The parallel divergence in LWS along the same environmental cline in two unrelated cichlid species suggests rapid divergent evolution under natural and sexual selection, may not be uncommon along the strong gradients in light environment that characterize Lake Victoria. The nucleotides in L, H, and M3 alleles at 529, 688, 823, and 824 also occur in other cichlid species in Lake Victoria [19], and the different alleles are not monophyletic within the species that we studied here (Figure S6). This suggests that the alleles originated prior to establishment of the species, and certainly prior to establishment of the intraspecific population structure that we investigated here, consistent with the fact that the island populations that we sampled cannot be older than 15,000 y independent of whether the lake was entirely dry during its last major low stand [9]. Hence, the intraspecific allelic diversity must have been acquired either from a single polymorphic ancestral population or through hybridization between species. Persistence of L/H allele polymorphisms seems rare in contemporaneous populations, and we found no evidence for L/M3 polymorphisms at all (Figures 1 and S6). It seems therefore more likely that locally favored LWS alleles are acquired by occasional hybridization in overlap zones between species adapted to different light environments (i.e., different water depths), a hypothesis that is consistent with our finding that the most common H group alleles in clear water populations of the unrelated species M. mbipi, N. greenwoodi, and N. rufocaudalis are sequence-identical (Figure S6). It is also consistent with the observation that P. pundamilia, the species with quite different habitat use, shares none of the LWS alleles with the other species.

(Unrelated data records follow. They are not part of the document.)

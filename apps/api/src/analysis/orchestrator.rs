//! Orchestrator: runs the four stages in fixed order and scores the result.
//!
//! Flow: produce bundle, JD parsing, skill matching, gap analysis,
//! bullet generation, scoring.
//!
//! All-or-nothing: the first failing stage aborts the run with its name attached.
//! Fallbacks happen inside stages, never across them.

use serde::{Deserialize, Serialize};
use tracing::{debug, info};

use crate::analysis::bundle::AnalysisBundle;
use crate::analysis::producer::BundleProducer;
use crate::analysis::stages::bullet_generation::BulletGenerationInput;
use crate::analysis::stages::gap_analysis::{GapAnalysisInput, MissingSkillGroup};
use crate::analysis::stages::jd_parsing::JdParsingInput;
use crate::analysis::stages::skill_matching::{MatchedSkill, SkillMatchingInput};
use crate::analysis::stages::{
    BulletGeneration, ExecutedSkill, GapAnalysis, JdParsing, SkillMatching, Stage, StageError,
    StageFailure,
};
use crate::analysis::taxonomy::Taxonomy;

/// Name used to tag failures of the upfront bundle request.
pub const BUNDLE_STEP: &str = "Analysis Bundle";

#[derive(Debug, Clone, PartialEq, Eq, Serialize, Deserialize)]
pub struct CategoryScore {
    pub category: String,
    pub score: u8,
}

/// Final, immutable output of one analysis run.
#[derive(Debug, Clone, PartialEq, Eq, Serialize, Deserialize)]
#[serde(rename_all = "camelCase")]
pub struct AnalysisResult {
    pub score: u8,
    pub summary: String,
    pub executed_skills: Vec<ExecutedSkill>,
    pub category_scores: Vec<CategoryScore>,
    pub matched_skills: Vec<MatchedSkill>,
    pub missing_skills: Vec<MissingSkillGroup>,
    pub bullets: Vec<String>,
}

/// Runs the full pipeline: one bundle request, then the four stages.
pub async fn run_analysis(
    jd_text: &str,
    producer: &dyn BundleProducer,
    taxonomy: &Taxonomy,
) -> Result<AnalysisResult, StageError> {
    info!("Requesting analysis bundle ({} chars of JD)", jd_text.len());
    let bundle = producer
        .produce(jd_text, taxonomy)
        .await
        .map_err(|e| StageError::new(BUNDLE_STEP, e))?;

    run_stages(jd_text, &bundle, taxonomy)
}

/// Deterministic part of the pipeline, given an already-validated bundle.
pub fn run_stages(
    jd_text: &str,
    bundle: &AnalysisBundle,
    taxonomy: &Taxonomy,
) -> Result<AnalysisResult, StageError> {
    let parsed = tagged::<JdParsing, _>(JdParsing::run(JdParsingInput { jd_text, bundle }))?;

    let matched = tagged::<SkillMatching, _>(SkillMatching::run(SkillMatchingInput {
        parsed: &parsed,
        bundle,
        taxonomy,
    }))?;

    let gaps = tagged::<GapAnalysis, _>(GapAnalysis::run(GapAnalysisInput {
        matched: &matched,
        bundle,
        taxonomy,
    }))?;

    let bullets = tagged::<BulletGeneration, _>(BulletGeneration::run(BulletGenerationInput {
        parsed: &parsed,
        matched: &matched,
        gaps: &gaps,
        bundle,
    }))?;

    let score = overall_score(&matched.matched_skills, taxonomy);
    let summary = build_summary(
        score,
        matched.matched_skills.len(),
        gaps.missing_skills.len(),
        &gaps.summary,
    );

    info!(
        "Analysis complete: score={}/100, matched={}, gap_groups={}, bullets={}",
        score,
        matched.matched_skills.len(),
        gaps.missing_skills.len(),
        bullets.len()
    );

    Ok(AnalysisResult {
        score,
        summary,
        executed_skills: executed_skills(),
        category_scores: category_scores(&matched.matched_skills, taxonomy),
        matched_skills: matched.matched_skills,
        missing_skills: gaps.missing_skills,
        bullets,
    })
}

fn tagged<S: Stage, T>(result: Result<T, StageFailure>) -> Result<T, StageError> {
    match result {
        Ok(output) => {
            debug!("Stage completed: {}", S::NAME);
            Ok(output)
        }
        Err(failure) => Err(StageError::new(S::NAME, failure)),
    }
}

/// The audit trail, always the four stages in pipeline order.
pub fn executed_skills() -> Vec<ExecutedSkill> {
    vec![
        JdParsing::info(),
        SkillMatching::info(),
        GapAnalysis::info(),
        BulletGeneration::info(),
    ]
}

/// round(100 * matched / total), clamped to [0, 100]; 0 when total is 0.
pub fn ratio_score(matched_weight: u32, total_weight: u32) -> u8 {
    if total_weight == 0 {
        return 0;
    }
    let ratio = f64::from(matched_weight) / f64::from(total_weight) * 100.0;
    ratio.round().clamp(0.0, 100.0) as u8
}

pub fn overall_score(matched: &[MatchedSkill], taxonomy: &Taxonomy) -> u8 {
    let matched_weight = matched.iter().map(|m| m.weight).sum();
    ratio_score(matched_weight, taxonomy.total_weight())
}

/// One score per taxonomy category, in taxonomy order.
pub fn category_scores(matched: &[MatchedSkill], taxonomy: &Taxonomy) -> Vec<CategoryScore> {
    taxonomy
        .categories()
        .iter()
        .map(|category| {
            let matched_weight = matched
                .iter()
                .filter(|m| &m.category == category)
                .map(|m| m.weight)
                .sum();
            CategoryScore {
                category: category.clone(),
                score: ratio_score(matched_weight, taxonomy.category_weight(category)),
            }
        })
        .collect()
}

fn build_summary(score: u8, matched_count: usize, missing_category_count: usize, gap_summary: &str) -> String {
    format!(
        "JD coverage score {score}/100 with {matched_count} matched skills across taxonomy. \
         {gap_summary} Missing categories: {missing_category_count}."
    )
}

Here, we have for the first time, to our knowledge, shown rapid evolution in African cichlid fish driven by strong divergent selection in a gene responsible for ecological adaptation, which also affects mate choice, consistent with incipient ecological by-product speciation that occurs in parallel in several unrelated species. The evolutionary history of the mutations involved, and the relevance of reticulate evolution in swapping locally advantageous mutations between species during the rapid adaptive radiation of Lake Victoria cichlids deserve the attention of evolutionary geneticists in the future.

Materials and Methods

Samples.

Specimens of N. greenwoodi, N. omnicaeruleus, M. mbipi, and P. pundamilia were collected by OS in 1995 and 1996, except for 17 of the 25 individuals from Namatembi, which were collected in 2005 by TS, HM, and SM, 11 of 18 of M. mbipi from Python, and 12 of 16 from Hippo Island, which were collected in 2005 by NK and HM, and eight of 15 M. mbipi from Makobe, which were collected in 2004 by HM, SM, and S Mzighani. Specimens of N. rufocaudalis were collected in 2004 and 2005 by SM, KT, and S. Mzighani. Identification of all specimens was verified by OS.

DNA sequencing.

Determination of the cichlid LWS gene was as described [19]. To determine the LWS flanking sequences, the BAC clone including the LWS gene was screened and isolated from a Lake Victoria cichlid BAC library [39]. The DNA of BAC clone was digested with HindIII and subsequently subcloned into pUC 19 plasmid vector. The HindIII fragment including the LWS gene was screened, and the sequence determined by the shot-gun sequencing method described elsewhere [40]. Based on the sequence of the HindIII fragment, we designed primers for PCR amplification and performed direct sequencing. The positions of primers are described above and below the schematic HindIII fragment (Figure S7). The DNA fragment including LWS gene and both flanking regions was amplified by LA (long and accurate) PCR (TaKaRa, Shiga, Japan) using primers LWSB_LF and LWSB_LR with genomic DNA (∼50 ng) as templates. Amplifications were carried out in the PTC-100 Programmable Thermal Controller (MJ Research, Massachusetts, United States). The PCR program consisted of a denaturation step for 3 min at 94 °C, followed by 30 cycles, each cycle consisting of 20 s denaturation at 98 °C, 15 min annealing and extension at 68 °C. The amplification product was then used as a template to amplify and sequence four overlapping fragments using the primers for upstream (LWSB_LF and LWSB_R3), (LWSB_F3 and LWSB_R5), LWS gene (LWSB_F5 and LWSB_R8), and downstream (LWSB_F8 and LWSB_LR) regions. These PCR products were purified and determined by direct sequencing with all primers described above and below the schematic HindIII fragment (Figure S7). Once determined, the sequences were connected by using the GENETYX-MAC Version 10.1 program. The sequences of primers are described in Figure S8.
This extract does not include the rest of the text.